As the Boulder winter descends into an Artic Chill and the temperatures drop, our bodies often react differently to the changing environment. With shorter days and reduced sunlight ( Vitamin D decline), many people experience a dip in energy levels, mood, and overall health. It becomes crucial to focus on winter wellness, which includes maintaining a balanced diet, staying active, and nurturing our mental health. One of the most effective ways to support our wellbeing during these colder months is by consuming nutrient-packed meals that are not only rich in protein but also low in processed ingredients. This blog will explore the significance of winter wellness and present a few, wholesome easy recipes that can help you thrive during the winter season.

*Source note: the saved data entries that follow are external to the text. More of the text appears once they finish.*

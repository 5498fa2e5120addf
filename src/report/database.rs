// SPDX-License-Identifier: MIT
// SPDX-FileCopyrightText: 2025 Jonathan D. A. Jewell <hyperpolymath>

//! SQLite export of scores
//!
//! The file holds a single table, `data(attribute, value)`, with upper-case
//! attribute names and percent values.

use rusqlite::{params, Connection};
use std::path::Path;
use std::sync::{Arc, Mutex};
use tracing::{debug, info};

use super::{require_file_name, require_scores};
use crate::attributes::Attribute;
use crate::scores::{AnalyzeResult, SortOrder};
use crate::{PerspectiveError, Result};

/// Score table wrapper (thread-safe)
#[derive(Clone)]
pub struct ScoreDatabase {
    conn: Arc<Mutex<Connection>>,
}

impl ScoreDatabase {
    /// Open or create the database
    pub fn open<P: AsRef<Path>>(path: P) -> Result<Self> {
        let conn = Connection::open(path)?;
        let db = Self {
            conn: Arc::new(Mutex::new(conn)),
        };
        db.initialize()?;
        Ok(db)
    }

    /// Open an in-memory database (for testing)
    pub fn in_memory() -> Result<Self> {
        let conn = Connection::open_in_memory()?;
        let db = Self {
            conn: Arc::new(Mutex::new(conn)),
        };
        db.initialize()?;
        Ok(db)
    }

    fn lock_conn(&self) -> Result<std::sync::MutexGuard<'_, Connection>> {
        self.conn
            .lock()
            .map_err(|_| PerspectiveError::Config("Database lock poisoned".to_string()))
    }

    fn initialize(&self) -> Result<()> {
        let conn = self.lock_conn()?;
        conn.execute_batch(
            r#"
            CREATE TABLE IF NOT EXISTS data (
                attribute TEXT NOT NULL,
                value REAL NOT NULL
            );
        "#,
        )?;
        Ok(())
    }

    /// Insert every score, in iteration order, in one transaction
    pub fn insert_scores<'a, I>(&self, scores: I) -> Result<usize>
    where
        I: IntoIterator<Item = &'a crate::scores::AttributeScore>,
    {
        let mut conn = self.lock_conn()?;
        let tx = conn.transaction()?;
        let mut count = 0;
        {
            let mut stmt = tx.prepare("INSERT INTO data (attribute, value) VALUES (?1, ?2)")?;
            for score in scores {
                stmt.execute(params![score.attribute.as_str(), score.value])?;
                count += 1;
            }
        }
        tx.commit()?;
        Ok(count)
    }

    /// Read the table back in row order. Rows naming unknown attributes are skipped.
    pub fn load(&self) -> Result<AnalyzeResult> {
        let conn = self.lock_conn()?;
        let mut stmt = conn.prepare("SELECT attribute, value FROM data ORDER BY rowid")?;
        let rows = stmt
            .query_map([], |row| Ok((row.get::<_, String>(0)?, row.get::<_, f64>(1)?)))?
            .collect::<rusqlite::Result<Vec<_>>>()?;

        Ok(rows
            .into_iter()
            .filter_map(|(name, value)| match name.parse::<Attribute>() {
                Ok(attribute) => Some((attribute, value)),
                Err(_) => {
                    debug!("Skipping unknown attribute row {}", name);
                    None
                }
            })
            .collect())
    }

    pub fn count(&self) -> Result<i64> {
        let conn = self.lock_conn()?;
        let count = conn.query_row("SELECT COUNT(*) FROM data", [], |row| row.get(0))?;
        Ok(count)
    }
}

/// Write `scores` to a fresh SQLite file at `path`, replacing any existing file
pub fn save_data(scores: &AnalyzeResult, path: &Path, sort: Option<SortOrder>) -> Result<()> {
    require_scores(scores)?;
    require_file_name(path)?;

    if path.exists() {
        std::fs::remove_file(path)?;
    }

    let db = ScoreDatabase::open(path)?;
    let written = match sort {
        Some(order) => db.insert_scores(scores.sorted(order).iter())?,
        None => db.insert_scores(scores.iter())?,
    };
    info!("Saved {} scores to {}", written, path.display());
    Ok(())
}

/// Read a file written by [`save_data`]
pub fn load_data(path: &Path) -> Result<AnalyzeResult> {
    require_file_name(path)?;
    if !path.exists() {
        return Err(PerspectiveError::FileSystem(std::io::Error::new(
            std::io::ErrorKind::NotFound,
            format!("{} does not exist", path.display()),
        )));
    }
    ScoreDatabase::open(path)?.load()
}

#[cfg(test)]
mod tests {
    use super::*;
    use tempfile::tempdir;

    fn sample() -> AnalyzeResult {
        [(Attribute::Toxicity, 42.0), (Attribute::Spam, 7.5), (Attribute::Insult, 88.0)]
            .into_iter()
            .collect()
    }

    #[test]
    fn test_save_and_load() {
        let dir = tempdir().unwrap();
        let path = dir.path().join("data.sqlite3");
        save_data(&sample(), &path, None).unwrap();

        let loaded = load_data(&path).unwrap();
        assert_eq!(loaded, sample());
    }

    #[test]
    fn test_save_recreates_file() {
        let dir = tempdir().unwrap();
        let path = dir.path().join("data.sqlite3");
        save_data(&sample(), &path, None).unwrap();
        save_data(&sample(), &path, Some(SortOrder::Descending)).unwrap();

        let db = ScoreDatabase::open(&path).unwrap();
        assert_eq!(db.count().unwrap(), 3);
        assert_eq!(
            db.load().unwrap().attributes(),
            vec![Attribute::Insult, Attribute::Toxicity, Attribute::Spam]
        );
    }

    #[test]
    fn test_stored_names_are_canonical() {
        let db = ScoreDatabase::in_memory().unwrap();
        db.insert_scores(sample().iter()).unwrap();
        let conn = db.lock_conn().unwrap();
        let name: String = conn
            .query_row("SELECT attribute FROM data ORDER BY rowid LIMIT 1", [], |r| r.get(0))
            .unwrap();
        assert_eq!(name, "TOXICITY");
    }

    #[test]
    fn test_empty_inputs() {
        let dir = tempdir().unwrap();
        assert!(matches!(
            save_data(&AnalyzeResult::new(), &dir.path().join("x.db"), None),
            Err(PerspectiveError::EmptyResponse)
        ));
        assert!(matches!(
            save_data(&sample(), Path::new(""), None),
            Err(PerspectiveError::EmptyFileName)
        ));
        assert!(load_data(&dir.path().join("missing.db")).is_err());
    }
}
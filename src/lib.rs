// SPDX-License-Identifier: MIT
// SPDX-FileCopyrightText: 2025 Jonathan D. A. Jewell <hyperpolymath>

//! Perspective: client for the Perspective comment analysis API
//!
//! Scores text for attributes such as toxicity or insult. Attribute names are
//! matched forgivingly (any case, group aliases, close typos), languages may be
//! given as codes or English names, and results can be formatted, charted or
//! exported to SQLite.

pub mod attributes;
pub mod client;
pub mod config;
pub mod error;
pub mod fuzzy;
pub mod language;
pub mod report;
pub mod resolver;
pub mod scores;
pub mod transport;

pub use attributes::{Attribute, AttributeGroup};
pub use client::{AnalyzeOptions, AnalyzeOutcome, Client};
pub use config::{AppConfig, ClientConfig, LogLevel};
pub use error::{PerspectiveError, Result};
pub use resolver::AttributeSelection;
pub use scores::{AnalyzeResult, SortOrder};
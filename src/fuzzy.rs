// SPDX-License-Identifier: MIT
// SPDX-FileCopyrightText: 2025 Jonathan D. A. Jewell <hyperpolymath>

//! Closest-name matching for attribute and language lookups

/// Minimum similarity for a candidate to count as a close match
pub const DEFAULT_CUTOFF: f64 = 0.6;

/// Similarity in `[0, 1]`: one minus the Levenshtein distance over the
/// length of the longer string. Two empty strings are identical.
pub fn similarity(a: &str, b: &str) -> f64 {
    strsim::normalized_levenshtein(a, b)
}

/// Best candidate scoring at least `cutoff`.
///
/// Ties keep the earliest candidate, so callers control precedence through
/// candidate order.
pub fn closest_match<'a, I>(target: &str, candidates: I, cutoff: f64) -> Option<&'a str>
where
    I: IntoIterator<Item = &'a str>,
{
    let mut best: Option<(&'a str, f64)> = None;
    for candidate in candidates {
        let score = similarity(target, candidate);
        if score < cutoff {
            continue;
        }
        match best {
            Some((_, best_score)) if best_score >= score => {}
            _ => best = Some((candidate, score)),
        }
    }
    best.map(|(candidate, _)| candidate)
}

focused photo of a snow flakeWinter wellness encompasses a holistic approach to health that considers both the physical and emotional challenges posed by the colder months. A robust immune system is essential as winter brings an increased risk of illness. Eating a nutrient-dense diet can aid in bolstering immunity, providing the body with the necessary vitamins, minerals, and antioxidants to fend off sickness.

Additionally, many people experience seasonal affective disorder (SAD), a form of depression that occurs during the winter months due to reduced sunlight. The foods we consume can influence our mood and energy levels. A diet rich in whole foods can enhance our mental health, improve cognitive function, and promote overall wellbeing. What is SAD?

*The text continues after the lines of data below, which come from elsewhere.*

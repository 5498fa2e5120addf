// SPDX-License-Identifier: MIT
// SPDX-FileCopyrightText: 2025 Jonathan D. A. Jewell <hyperpolymath>

//! Attribute catalog
//!
//! The closed set of scoring dimensions the Perspective API understands,
//! grouped the way the service documents them.

use serde::{Deserialize, Serialize};
use std::fmt;
use std::str::FromStr;

use crate::{PerspectiveError, Result};

/// A scoring dimension the service can evaluate text against
#[derive(Debug, Clone, Copy, PartialEq, Eq, Hash, Serialize, Deserialize)]
#[serde(rename_all = "SCREAMING_SNAKE_CASE")]
pub enum Attribute {
    // Production
    Toxicity,
    SevereToxicity,
    IdentityAttack,
    Insult,
    Profanity,
    Threat,
    // Experimental
    ToxicityExperimental,
    SevereToxicityExperimental,
    IdentityAttackExperimental,
    InsultExperimental,
    ProfanityExperimental,
    ThreatExperimental,
    SexuallyExplicit,
    Flirtation,
    // New York Times
    AttackOnAuthor,
    AttackOnCommenter,
    Incoherent,
    Inflammatory,
    LikelyToReject,
    Obscene,
    Spam,
    Unsubstantial,
}

/// Static metadata for one attribute
#[derive(Debug, Clone, Copy, PartialEq, Eq, Serialize)]
pub struct AttributeInfo {
    pub attribute: Attribute,
    pub name: &'static str,
    /// ISO 639-1 codes the attribute accepts
    pub supported_languages: &'static [&'static str],
    pub is_experimental: bool,
    pub description: &'static str,
}

const TOXICITY_LANGS: &[&str] = &[
    "ar", "zh", "cs", "nl", "en", "fr", "de", "hi", "id", "it", "ja", "ko", "pl", "pt", "ru", "es",
];
const SEVERE_TOXICITY_LANGS: &[&str] = &["de", "en", "es", "fr", "it", "pt", "ru"];
const PRODUCTION_LANGS: &[&str] = &["de", "en", "it", "pt", "ru"];
const ENGLISH_ONLY: &[&str] = &["en"];

macro_rules! entry {
    ($attr:ident, $name:literal, $langs:expr, $exp:literal, $desc:literal) => {
        AttributeInfo {
            attribute: Attribute::$attr,
            name: $name,
            supported_languages: $langs,
            is_experimental: $exp,
            description: $desc,
        }
    };
}

/// Every attribute in catalog order
static CATALOG: [AttributeInfo; 22] = [
    entry!(Toxicity, "TOXICITY", TOXICITY_LANGS, false,
        "A rude, disrespectful, or unreasonable comment that is likely to make people leave a discussion."),
    entry!(SevereToxicity, "SEVERE_TOXICITY", SEVERE_TOXICITY_LANGS, false,
        "A very hateful, aggressive, disrespectful comment or otherwise very likely to make a user leave a discussion or give up on sharing their perspective. This attribute is much less sensitive to more mild forms of toxicity, such as comments that include positive uses of curse words."),
    entry!(IdentityAttack, "IDENTITY_ATTACK", PRODUCTION_LANGS, false,
        "Negative or hateful comments targeting someone because of their identity."),
    entry!(Insult, "INSULT", PRODUCTION_LANGS, false,
        "Insulting, inflammatory, or negative comment towards a person or a group of people."),
    entry!(Profanity, "PROFANITY", PRODUCTION_LANGS, false,
        "Swear words, curse words, or other obscene or profane language."),
    entry!(Threat, "THREAT", PRODUCTION_LANGS, false,
        "Describes an intention to inflict pain, injury, or violence against an individual or group."),
    entry!(ToxicityExperimental, "TOXICITY_EXPERIMENTAL", ENGLISH_ONLY, true,
        "A rude, disrespectful, or unreasonable comment that is likely to make people leave a discussion."),
    entry!(SevereToxicityExperimental, "SEVERE_TOXICITY_EXPERIMENTAL", ENGLISH_ONLY, true,
        "A very hateful, aggressive, disrespectful comment or otherwise very likely to make a user leave a discussion or give up on sharing their perspective. This attribute is much less sensitive to more mild forms of toxicity, such as comments that include positive uses of curse words."),
    entry!(IdentityAttackExperimental, "IDENTITY_ATTACK_EXPERIMENTAL", ENGLISH_ONLY, true,
        "Negative or hateful comments targeting someone because of their identity."),
    entry!(InsultExperimental, "INSULT_EXPERIMENTAL", ENGLISH_ONLY, true,
        "Insulting, inflammatory, or negative comment towards a person or a group of people."),
    entry!(ProfanityExperimental, "PROFANITY_EXPERIMENTAL", ENGLISH_ONLY, true,
        "Swear words, curse words, or other obscene or profane language."),
    entry!(ThreatExperimental, "THREAT_EXPERIMENTAL", ENGLISH_ONLY, true,
        "Describes an intention to inflict pain, injury, or violence against an individual or group."),
    entry!(SexuallyExplicit, "SEXUALLY_EXPLICIT", ENGLISH_ONLY, true,
        "Contains references to sexual acts, body parts, or other lewd content."),
    entry!(Flirtation, "FLIRTATION", ENGLISH_ONLY, true,
        "Pickup lines, complimenting appearance, subtle sexual innuendos, etc."),
    entry!(AttackOnAuthor, "ATTACK_ON_AUTHOR", ENGLISH_ONLY, true,
        "Attack on the author of an article or post."),
    entry!(AttackOnCommenter, "ATTACK_ON_COMMENTER", ENGLISH_ONLY, true,
        "Attack on fellow commenter."),
    entry!(Incoherent, "INCOHERENT", ENGLISH_ONLY, true,
        "Difficult to understand, nonsensical."),
    entry!(Inflammatory, "INFLAMMATORY", ENGLISH_ONLY, true,
        "Intending to provoke or inflame."),
    entry!(LikelyToReject, "LIKELY_TO_REJECT", ENGLISH_ONLY, true,
        "Overall measure of the likelihood for the comment to be rejected according to the NYT's moderation."),
    entry!(Obscene, "OBSCENE", ENGLISH_ONLY, true,
        "Obscene or vulgar language such as cursing."),
    entry!(Spam, "SPAM", ENGLISH_ONLY, true,
        "Irrelevant and unsolicited commercial content."),
    entry!(Unsubstantial, "UNSUBSTANTIAL", ENGLISH_ONLY, true,
        "Trivial or short comments."),
];

static ORDERED: [Attribute; 22] = Attribute::ALL;

/// All attributes with their metadata, in catalog order
pub fn list_all() -> &'static [AttributeInfo] {
    &CATALOG
}

/// Members of a group, in catalog order
pub fn list_group(group: AttributeGroup) -> Vec<Attribute> {
    group.members().to_vec()
}

impl Attribute {
    /// Every attribute in catalog order
    pub const ALL: [Attribute; 22] = [
        Attribute::Toxicity,
        Attribute::SevereToxicity,
        Attribute::IdentityAttack,
        Attribute::Insult,
        Attribute::Profanity,
        Attribute::Threat,
        Attribute::ToxicityExperimental,
        Attribute::SevereToxicityExperimental,
        Attribute::IdentityAttackExperimental,
        Attribute::InsultExperimental,
        Attribute::ProfanityExperimental,
        Attribute::ThreatExperimental,
        Attribute::SexuallyExplicit,
        Attribute::Flirtation,
        Attribute::AttackOnAuthor,
        Attribute::AttackOnCommenter,
        Attribute::Incoherent,
        Attribute::Inflammatory,
        Attribute::LikelyToReject,
        Attribute::Obscene,
        Attribute::Spam,
        Attribute::Unsubstantial,
    ];

    /// Catalog metadata for this attribute
    pub fn info(self) -> &'static AttributeInfo {
        // CATALOG is declared in the same order as the enum
        &CATALOG[self as usize]
    }

    /// Canonical wire name, e.g. `SEVERE_TOXICITY`
    pub fn as_str(self) -> &'static str {
        self.info().name
    }

    /// Human readable name, e.g. `Attack on Author`
    pub fn display_name(self) -> String {
        self.as_str()
            .split('_')
            .map(|word| {
                let lower = word.to_lowercase();
                match lower.as_str() {
                    "on" | "to" => lower,
                    _ => {
                        let mut chars = lower.chars();
                        match chars.next() {
                            Some(first) => first.to_uppercase().chain(chars).collect(),
                            None => String::new(),
                        }
                    }
                }
            })
            .collect::<Vec<_>>()
            .join(" ")
    }

    pub fn is_experimental(self) -> bool {
        self.info().is_experimental
    }

    /// Whether the attribute accepts text in the given ISO 639-1 language
    pub fn supports(self, language_code: &str) -> bool {
        self.info()
            .supported_languages
            .iter()
            .any(|code| code.eq_ignore_ascii_case(language_code))
    }
}

impl fmt::Display for Attribute {
    fn fmt(&self, f: &mut fmt::Formatter<'_>) -> fmt::Result {
        f.write_str(self.as_str())
    }
}

impl FromStr for Attribute {
    type Err = PerspectiveError;

    /// Exact, case-insensitive lookup. Fuzzy matching lives in the resolver.
    fn from_str(s: &str) -> Result<Self> {
        let wanted = s.trim();
        Attribute::ALL
            .iter()
            .copied()
            .find(|a| a.as_str().eq_ignore_ascii_case(wanted))
            .ok_or_else(|| PerspectiveError::UnknownAttribute(s.to_string()))
    }
}

/// Named shorthand for a fixed set of attributes
#[derive(Debug, Clone, Copy, PartialEq, Eq, Hash, Serialize, Deserialize)]
pub enum AttributeGroup {
    All,
    Production,
    Experimental,
    NewYorkTimes,
}

impl AttributeGroup {
    pub const ALL: [AttributeGroup; 4] = [
        AttributeGroup::All,
        AttributeGroup::Production,
        AttributeGroup::Experimental,
        AttributeGroup::NewYorkTimes,
    ];

    /// Members of this group, in catalog order
    pub fn members(self) -> &'static [Attribute] {
        let all = &ORDERED;
        match self {
            AttributeGroup::All => &all[..],
            AttributeGroup::Production => &all[0..6],
            AttributeGroup::Experimental => &all[6..14],
            AttributeGroup::NewYorkTimes => &all[14..22],
        }
    }

    /// Languages every member of the group supports
    pub fn common_languages(self) -> &'static [&'static str] {
        match self {
            AttributeGroup::Production => PRODUCTION_LANGS,
            _ => ENGLISH_ONLY,
        }
    }

    pub fn name(self) -> &'static str {
        match self {
            AttributeGroup::All => "All",
            AttributeGroup::Production => "Production",
            AttributeGroup::Experimental => "Experimental",
            AttributeGroup::NewYorkTimes => "NewYorkTimes",
        }
    }

    pub fn description(self) -> &'static str {
        match self {
            AttributeGroup::All => {
                "Every attribute the API supports. English is the only language common to all of them."
            }
            AttributeGroup::Production => {
                "Attributes tested across multiple domains and trained on significant amounts of human-annotated comments."
            }
            AttributeGroup::Experimental => {
                "Attributes not tested as thoroughly as production ones. Language availability may change over time."
            }
            AttributeGroup::NewYorkTimes => {
                "Experimental attributes trained on New York Times comments tagged by their moderation team."
            }
        }
    }

    /// Lookup that tolerates case and separators: `new_york_times`, `New York Times`, `nyt`
    pub fn from_alias(s: &str) -> Option<Self> {
        let key: String = s
            .chars()
            .filter(|c| c.is_ascii_alphanumeric())
            .collect::<String>()
            .to_ascii_uppercase();
        match key.as_str() {
            "ALL" => Some(AttributeGroup::All),
            "PRODUCTION" | "PROD" => Some(AttributeGroup::Production),
            "EXPERIMENTAL" | "EXP" => Some(AttributeGroup::Experimental),
            "NEWYORKTIMES" | "NYT" => Some(AttributeGroup::NewYorkTimes),
            _ => None,
        }
    }
}

impl fmt::Display for AttributeGroup {
    fn fmt(&self, f: &mut fmt::Formatter<'_>) -> fmt::Result {
        f.write_str(self.name())
    }
}

impl FromStr for AttributeGroup {
    type Err = PerspectiveError;

    fn from_str(s: &str) -> Result<Self> {
        Self::from_alias(s).ok_or_else(|| PerspectiveError::UnknownGroup(s.to_string()))
    }
}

Nutrient-Packed Ingredients for Winter

When creating winter meals, focus on incorporating foods that are high in protein, fiber, and essential nutrients. Here are some key ingredients to consider:

– Lean Proteins: Chicken, turkey, fish, tofu, legumes, locally sourced meats, wild game, and Greek yogurt are excellent sources of protein that can help maintain muscle mass and keep you feeling full.

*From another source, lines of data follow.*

// SPDX-License-Identifier: MIT
// SPDX-FileCopyrightText: 2025 Jonathan D. A. Jewell <hyperpolymath>

//! Error types for the Perspective client

use thiserror::Error;

/// Result type alias for Perspective operations
pub type Result<T> = std::result::Result<T, PerspectiveError>;

/// Perspective error types
#[derive(Error, Debug)]
pub enum PerspectiveError {
    #[error("The text cannot be empty")]
    EmptyText,

    #[error("No attributes were requested")]
    MissingAttributes,

    #[error("Attribute \"{0}\" is unknown")]
    UnknownAttribute(String),

    #[error("Attribute group \"{0}\" is unknown")]
    UnknownGroup(String),

    #[error("Invalid attribute format: {0}")]
    InvalidFormat(String),

    #[error("Attribute \"{attribute}\" does not support language \"{language}\"")]
    UnsupportedLanguage { attribute: String, language: String },

    #[error(
        "The token is not a valid API key. \
         See https://developers.perspectiveapi.com/s/docs-get-started to get a new one"
    )]
    InvalidToken,

    #[error("HTTP error: {0}")]
    Http(String),

    #[error("Unable to reach the API: {0}")]
    Unreachable(String),

    /// Rejection returned by the service, before it is translated
    #[error("API returned status {status}: {message}")]
    Remote { status: u16, message: String },

    #[error("The response is empty")]
    EmptyResponse,

    #[error("The filename cannot be empty")]
    EmptyFileName,

    #[error("Unknown sort order: {0}")]
    UnknownSorting(String),

    #[error("Configuration error: {0}")]
    Config(String),

    #[error("File system error: {0}")]
    FileSystem(#[from] std::io::Error),

    #[error("Database error: {0}")]
    Database(#[from] rusqlite::Error),

    #[error("JSON error: {0}")]
    Json(#[from] serde_json::Error),

    #[error("Chart error: {0}")]
    Chart(String),
}

impl From<reqwest::Error> for PerspectiveError {
    fn from(e: reqwest::Error) -> Self {
        if e.is_connect() {
            PerspectiveError::Unreachable(e.to_string())
        } else {
            PerspectiveError::Http(e.to_string())
        }
    }
}
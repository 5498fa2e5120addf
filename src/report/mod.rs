// SPDX-License-Identifier: MIT
// SPDX-FileCopyrightText: 2025 Jonathan D. A. Jewell <hyperpolymath>

//! Reporting helpers for analysis results
//!
//! Everything here accepts an [`AnalyzeResult`]; raw responses go through
//! [`AnalyzeResult::from_raw`] first.

pub mod chart;
pub mod database;
pub mod format;
pub mod history;

pub use chart::save_chart;
pub use database::{load_data, save_data, ScoreDatabase};
pub use format::{format_response, highest, lowest};
pub use history::{History, HistoryEntry};

use crate::scores::AnalyzeResult;
use crate::{PerspectiveError, Result};

fn require_scores(scores: &AnalyzeResult) -> Result<()> {
    if scores.is_empty() {
        return Err(PerspectiveError::EmptyResponse);
    }
    Ok(())
}

fn require_file_name(path: &std::path::Path) -> Result<()> {
    if path.as_os_str().to_string_lossy().trim().is_empty() {
        return Err(PerspectiveError::EmptyFileName);
    }
    Ok(())
}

– Fruits and Vegetables: Seasonal produce such as root vegetables (carrots, sweet potatoes, and beets), leafy greens (kale and spinach), and citrus fruits (oranges and grapefruits) are packed with vitamins and antioxidants.

– Whole Grains: Quinoa, brown rice, and oats provide fiber and energy, making them great additions to winter meals. Watch out for highly processed foods claiming to be full of whole grains. More about Big Food Marketing!

– Healthy Fats: Avocados, nuts, seeds, and olive oil can help support brain health and keep you satiated. Often I will make savory trail mixes with a combo of my favorite nuts, and dehydrated cheeses or fruits ( without added sugars ).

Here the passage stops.